About this exercise:
Scan the material for the word "must" and copy each line where it occurs.
= = = = =
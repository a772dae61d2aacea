//! Format normalisation: every part entering the slicer must be a mesh.
//!
//! Mesh parts pass through untouched; STEP parts are converted by the
//! external geometry kernel into a deterministic location under the working
//! directory. Conversion failures are per-part and never abort the run.

use std::path::{Path, PathBuf};
use std::process::Stdio;
use std::time::Duration;

use async_trait::async_trait;
use tokio::process::Command;
use tracing::{debug, error, info};

use crate::config::ToolConfig;
use crate::contract::MeshConverter;
use crate::inventory::{Part, SourceFormat};

#[derive(Debug)]
pub enum ConvertError {
    Io(std::io::Error),
    ToolFailed { status: Option<i32>, stderr: String },
    Timeout { secs: u64 },
    MissingOutput(PathBuf),
}

impl std::fmt::Display for ConvertError {
    fn fmt(&self, f: &mut std::fmt::Formatter<'_>) -> std::fmt::Result {
        match self {
            ConvertError::Io(e) => write!(f, "io error running converter: {e}"),
            ConvertError::ToolFailed { status, stderr } => write!(
                f,
                "converter exited with {:?}: {}",
                status,
                stderr.trim()
            ),
            ConvertError::Timeout { secs } => {
                write!(f, "converter timed out after {secs}s")
            }
            ConvertError::MissingOutput(p) => {
                write!(f, "converter produced no output file at {}", p.display())
            }
        }
    }
}

impl std::error::Error for ConvertError {
    fn source(&self) -> Option<&(dyn std::error::Error + 'static)> {
        match self {
            ConvertError::Io(e) => Some(e),
            _ => None,
        }
    }
}

impl From<std::io::Error> for ConvertError {
    fn from(e: std::io::Error) -> Self {
        ConvertError::Io(e)
    }
}

/// Ensure the part has an effective mesh path, converting if needed.
///
/// Idempotent: a part whose `mesh_path` is already set is skipped, and mesh
/// parts never trigger an external call. The STEP source is left in place.
pub async fn normalise_part<C>(
    converter: &C,
    work_dir: &Path,
    part: &mut Part,
) -> Result<(), ConvertError>
where
    C: MeshConverter + ?Sized,
{
    if part.mesh_path.is_some() {
        debug!(part = %part.name, "mesh path already set, skipping normalisation");
        return Ok(());
    }
    match part.format {
        SourceFormat::Mesh => {
            debug!(part = %part.name, "already a mesh, no conversion needed");
            part.mesh_path = Some(part.source_path.clone());
            Ok(())
        }
        SourceFormat::AssemblyStep => {
            let out_dir = work_dir.join("meshes");
            std::fs::create_dir_all(&out_dir)?;
            let output = out_dir.join(format!("{}.stl", part.name));
            info!(
                part = %part.name,
                input = %part.source_path.display(),
                output = %output.display(),
                "Converting to mesh"
            );
            converter.convert_to_mesh(part, &output).await?;
            part.mesh_path = Some(output);
            Ok(())
        }
    }
}

/// Wrapper around the external conversion tool.
///
/// Invocations: `<bin> list <assembly>` prints one component name per line;
/// `<bin> convert <input> <output> [--component <name>]` writes the mesh.
pub struct CliConverter {
    bin: PathBuf,
    timeout: Duration,
}

impl CliConverter {
    pub fn new(tools: &ToolConfig) -> Self {
        Self {
            bin: tools.converter_bin.clone(),
            timeout: tools.timeout(),
        }
    }
}

#[async_trait]
impl MeshConverter for CliConverter {
    async fn list_components(&self, assembly: &Path) -> Result<Vec<String>, ConvertError> {
        let mut cmd = Command::new(&self.bin);
        cmd.arg("list").arg(assembly);
        let output = run_tool(cmd, self.timeout).await?;
        let components = String::from_utf8_lossy(&output.stdout)
            .lines()
            .map(str::trim)
            .filter(|line| !line.is_empty())
            .map(str::to_owned)
            .collect::<Vec<_>>();
        debug!(
            assembly = %assembly.display(),
            components = components.len(),
            "Assembly components listed"
        );
        Ok(components)
    }

    async fn convert_to_mesh(&self, part: &Part, output: &Path) -> Result<(), ConvertError> {
        let mut cmd = Command::new(&self.bin);
        cmd.arg("convert").arg(&part.source_path).arg(output);
        if let Some(component) = &part.component {
            cmd.arg("--component").arg(component);
        }
        run_tool(cmd, self.timeout).await?;
        // Exit 0 alone is not success; the tool must have created the file.
        if !output.is_file() {
            error!(part = %part.name, output = %output.display(), "converter exited 0 but wrote nothing");
            return Err(ConvertError::MissingOutput(output.to_path_buf()));
        }
        Ok(())
    }
}

async fn run_tool(
    mut cmd: Command,
    limit: Duration,
) -> Result<std::process::Output, ConvertError> {
    cmd.stdin(Stdio::null())
        .stdout(Stdio::piped())
        .stderr(Stdio::piped())
        .kill_on_drop(true);
    let output = tokio::time::timeout(limit, cmd.output())
        .await
        .map_err(|_| ConvertError::Timeout {
            secs: limit.as_secs(),
        })??;
    if !output.status.success() {
        return Err(ConvertError::ToolFailed {
            status: output.status.code(),
            stderr: String::from_utf8_lossy(&output.stderr).into_owned(),
        });
    }
    Ok(output)
}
= = = = =
Exercise output:
//! Format normalisation: every part entering the slicer must be a mesh.
        // Exit 0 alone is not success; the tool must have created the file.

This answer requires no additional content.